Konuşalım mı biraz seninle?
Ben anlatayım sen dinle.
Mesela bir rüya gördüm.
Filmlere konu olan, romanlarda anlatılan o güzel deniz kenarında bir nefes.
Senin nefesin.
Yalnız başınasın ve geçen her dakikada fark eden tek şey cebinde kalan sigara sayısı.
Düşünüyorsun ve ard arda yakıveriyorsun sigaralarını büyük bi derdin varmışçasına.
Belki de vardır, bilmiyorum.
Kendi rüyamda bile seni çözemiyorum.
Gözlerin.
Karşında biri var gibi, ondan gözünü alamıyormuş gibi bi noktaya dalmış.
Oturuyorsun o bankta ve öylece duruyorsun.

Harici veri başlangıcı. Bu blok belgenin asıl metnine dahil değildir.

use serde::{Deserialize, Serialize};
use std::path::{Path, PathBuf};
use std::time::Duration;
use anyhow::{Context, Result};
use chrono_tz::Tz;
use std::fs;

#[derive(Debug, Clone, Serialize, Deserialize)]
pub struct ServerConfig {
    #[serde(default = "default_socket_path")]
    pub socket_path: PathBuf,
}

fn default_socket_path() -> PathBuf {
    if is_root() {
        PathBuf::from(common::DEFAULT_SOCKET_PATH)
    } else {
        PathBuf::from(common::USER_SOCKET_PATH)
    }
}

impl Default for ServerConfig {
    fn default() -> Self {
        Self {
            socket_path: default_socket_path(),
        }
    }
}

#[derive(Debug, Clone, Serialize, Deserialize)]
pub struct RecordingConfig {
    #[serde(default = "default_output_dir")]
    pub output_dir: PathBuf,
    #[serde(default = "default_delivery_dir")]
    pub delivery_dir: PathBuf,
    #[serde(default = "default_max_duration")]
    pub max_duration_minutes: i64,
    /// Added to the requested duration to get the wall-clock ceiling.
    #[serde(default = "default_safety_margin")]
    pub safety_margin_secs: u64,
    /// Anything smaller is a stub, not a recording.
    #[serde(default = "default_min_output_bytes")]
    pub min_output_bytes: u64,
    #[serde(default = "default_conversion_timeout")]
    pub conversion_timeout_secs: u64,
    /// Time between SIGTERM and SIGKILL when the ceiling is hit.
    #[serde(default = "default_stop_grace")]
    pub stop_grace_secs: u64,
}

fn default_output_dir() -> PathBuf {
    if is_root() {
        PathBuf::from(common::DEFAULT_RECORDING_DIR)
    } else {
        PathBuf::from(common::USER_RECORDING_DIR)
    }
}
fn default_delivery_dir() -> PathBuf {
    if is_root() {
        PathBuf::from(common::DEFAULT_DELIVERY_DIR)
    } else {
        PathBuf::from(common::USER_DELIVERY_DIR)
    }
}
fn default_max_duration() -> i64 { 720 }
fn default_safety_margin() -> u64 { 60 }
fn default_min_output_bytes() -> u64 { 100_000 }
fn default_conversion_timeout() -> u64 { 600 }
fn default_stop_grace() -> u64 { 5 }

impl Default for RecordingConfig {
    fn default() -> Self {
        Self {
            output_dir: default_output_dir(),
            delivery_dir: default_delivery_dir(),
            max_duration_minutes: default_max_duration(),
            safety_margin_secs: default_safety_margin(),
            min_output_bytes: default_min_output_bytes(),
            conversion_timeout_secs: default_conversion_timeout(),
            stop_grace_secs: default_stop_grace(),
        }
    }
}

impl RecordingConfig {
    pub fn safety_margin(&self) -> Duration {
        Duration::from_secs(self.safety_margin_secs)
    }

    pub fn conversion_timeout(&self) -> Duration {
        Duration::from_secs(self.conversion_timeout_secs)
    }

    pub fn stop_grace(&self) -> Duration {
        Duration::from_secs(self.stop_grace_secs)
    }
}

/// Quality settings for the capture re-encode.
#[derive(Debug, Clone, Serialize, Deserialize)]
pub struct EncoderProfile {
    #[serde(default = "default_max_height")]
    pub max_height: u32,
    #[serde(default = "default_crf")]
    pub crf: u32,
    #[serde(default = "default_preset")]
    pub preset: String,
    #[serde(default = "default_max_rate")]
    pub max_rate: String,
    #[serde(default = "default_buf_size")]
    pub buf_size: String,
    #[serde(default = "default_audio_bitrate")]
    pub audio_bitrate: String,
}

fn default_max_height() -> u32 { 480 }
fn default_crf() -> u32 { 28 }
fn default_preset() -> String { "veryfast".to_string() }
fn default_max_rate() -> String { "800k".to_string() }
fn default_buf_size() -> String { "1600k".to_string() }
fn default_audio_bitrate() -> String { "96k".to_string() }

impl Default for EncoderProfile {
    fn default() -> Self {
        Self {
            max_height: default_max_height(),
            crf: default_crf(),
            preset: default_preset(),
            max_rate: default_max_rate(),
            buf_size: default_buf_size(),
            audio_bitrate: default_audio_bitrate(),
        }
    }
}

#[derive(Debug, Clone, Serialize, Deserialize)]
pub struct EngineConfig {
    /// Encoder used for both capture and remux.
    #[serde(default = "default_program")]
    pub program: PathBuf,
    #[serde(default = "default_segment_timeout")]
    pub segment_timeout_secs: u64,
    #[serde(default = "default_protocol_whitelist")]
    pub protocol_whitelist: String,
    #[serde(default)]
    pub profile: EncoderProfile,
}

fn default_program() -> PathBuf { PathBuf::from("ffmpeg") }
fn default_segment_timeout() -> u64 { 30 }
fn default_protocol_whitelist() -> String { "file,http,https,tcp,tls,crypto".to_string() }

impl Default for EngineConfig {
    fn default() -> Self {
        Self {
            program: default_program(),
            segment_timeout_secs: default_segment_timeout(),
            protocol_whitelist: default_protocol_whitelist(),
            profile: EncoderProfile::default(),
        }
    }
}

#[derive(Debug, Clone, Serialize, Deserialize)]
pub struct LoggingConfig {
    #[serde(default = "default_log_level")]
    pub level: String,
    pub output: Option<PathBuf>,
    pub engine_output: Option<PathBuf>,
}

fn default_log_level() -> String { "info".to_string() }

impl Default for LoggingConfig {
    fn default() -> Self {
        Self {
            level: default_log_level(),
            output: None,
            engine_output: None,
        }
    }
}

impl LoggingConfig {
    pub fn level_filter(&self) -> log::LevelFilter {
        self.level.parse().unwrap_or(log::LevelFilter::Info)
    }

    pub fn log_file(&self) -> PathBuf {
        if let Ok(path) = std::env::var("STREAMREC_LOG") {
            return PathBuf::from(path);
        }
        self.output.clone().unwrap_or_else(|| {
            PathBuf::from(if is_root() { common::DEFAULT_LOG_FILE } else { common::USER_LOG_FILE })
        })
    }

    pub fn engine_log_file(&self) -> PathBuf {
        self.engine_output.clone().unwrap_or_else(|| {
            PathBuf::from(if is_root() {
                common::DEFAULT_ENGINE_LOG_FILE
            } else {
                common::USER_ENGINE_LOG_FILE
            })
        })
    }
}

#[derive(Debug, Clone, Serialize, Deserialize)]
pub struct NotificationConfig {
    /// Every chat message is mirrored here as JSON when set.
    pub webhook_url: Option<String>,
    #[serde(default = "default_webhook_timeout")]
    pub webhook_timeout_secs: u64,
    /// Upper bound for one send, edit or delete.
    #[serde(default = "default_message_timeout")]
    pub message_timeout_secs: u64,
    /// Upper bound for handing over the finished file.
    #[serde(default = "default_upload_timeout")]
    pub upload_timeout_secs: u64,
}

fn default_webhook_timeout() -> u64 { 10 }
fn default_message_timeout() -> u64 { 15 }
fn default_upload_timeout() -> u64 { 600 }

impl Default for NotificationConfig {
    fn default() -> Self {
        Self {
            webhook_url: None,
            webhook_timeout_secs: default_webhook_timeout(),
            message_timeout_secs: default_message_timeout(),
            upload_timeout_secs: default_upload_timeout(),
        }
    }
}

impl NotificationConfig {
    pub fn webhook_timeout(&self) -> Duration {
        Duration::from_secs(self.webhook_timeout_secs)
    }

    pub fn message_timeout(&self) -> Duration {
        Duration::from_secs(self.message_timeout_secs)
    }

    pub fn upload_timeout(&self) -> Duration {
        Duration::from_secs(self.upload_timeout_secs)
    }
}

#[derive(Debug, Clone, Serialize, Deserialize, Default)]
pub struct Config {
    #[serde(default)]
    pub server: ServerConfig,
    #[serde(default)]
    pub recording: RecordingConfig,
    #[serde(default)]
    pub engine: EngineConfig,
    #[serde(default)]
    pub logging: LoggingConfig,
    #[serde(default)]
    pub notifications: NotificationConfig,
    pub timezone: Option<String>,
}

impl Config {
    /// Load configuration from a YAML file
    pub fn from_yaml_file(path: &Path) -> Result<Self> {
        let content = fs::read_to_string(path)
            .with_context(|| format!("Failed to read config file: {:?}", path))?;
        let config: Config = serde_yaml::from_str(&content)
            .with_context(|| format!("Failed to parse config file: {:?}", path))?;
        Ok(config)
    }

    /// Load configuration from a TOML file
    pub fn from_toml_file(path: &Path) -> Result<Self> {
        let content = fs::read_to_string(path)
            .with_context(|| format!("Failed to read config file: {:?}", path))?;
        let config: Config = toml::from_str(&content)
            .with_context(|| format!("Failed to parse config file: {:?}", path))?;
        Ok(config)
    }

    /// Detect file type by extension and load
    pub fn from_file(path: &Path) -> Result<Self> {
        let ext = path.extension()
            .and_then(|e| e.to_str())
            .unwrap_or("");

        match ext {
            "yaml" | "yml" => Self::from_yaml_file(path),
            "toml" => Self::from_toml_file(path),
            _ => Err(anyhow::anyhow!("Unsupported config file format. Use .yaml, .yml, or .toml")),
        }
    }

    /// Explicit path must exist; the default location may be absent.
    pub fn load(explicit: Option<&Path>) -> Result<Self> {
        let config = match explicit {
            Some(path) => Self::from_file(path)?,
            None => {
                let path = default_config_path();
                if path.exists() {
                    Self::from_file(&path)?
                } else {
                    log::info!("No config at {:?}, using defaults", path);
                    Self::default()
                }
            }
        };
        config.timezone()?;
        Ok(config)
    }

    pub fn timezone(&self) -> Result<Option<Tz>> {
        self.timezone
            .as_deref()
            .map(common::parse_timezone)
            .transpose()
    }
}

fn default_config_path() -> PathBuf {
    if is_root() {
        return PathBuf::from(common::DEFAULT_CONFIG_PATH);
    }
    let user_path = common::USER_CONFIG_PATH;
    match (user_path.strip_prefix("~/"), std::env::var("HOME")) {
        (Some(rest), Ok(home)) => PathBuf::from(home).join(rest),
        _ => PathBuf::from(user_path),
    }
}

fn is_root() -> bool {
    nix::unistd::Uid::effective().is_root()
}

Her şey soğuk, yalnızca hava değil.
Evler soğuk, sokaklar soğuk, şehir soğuk.
Sen soğuksun.
Halbuki en büyük ayazlarda bile sıcacık olur senin ellerin.
Ama şimdi, sen bile üşüyorsun.
Çünkü bu havanın soğukluğu değil, bu ayrılığın soğukluğu.
Ne demiş yazar;
“Vedalar soğuk olur, sıkı giyin.”.
Sen de sıkı giyin.
Çünkü benim olmasan da yaşadığını bilmeye ihtiyacım var.
Ben bir rüya gördüm içinde ayrılık vardı, aşk yoktu.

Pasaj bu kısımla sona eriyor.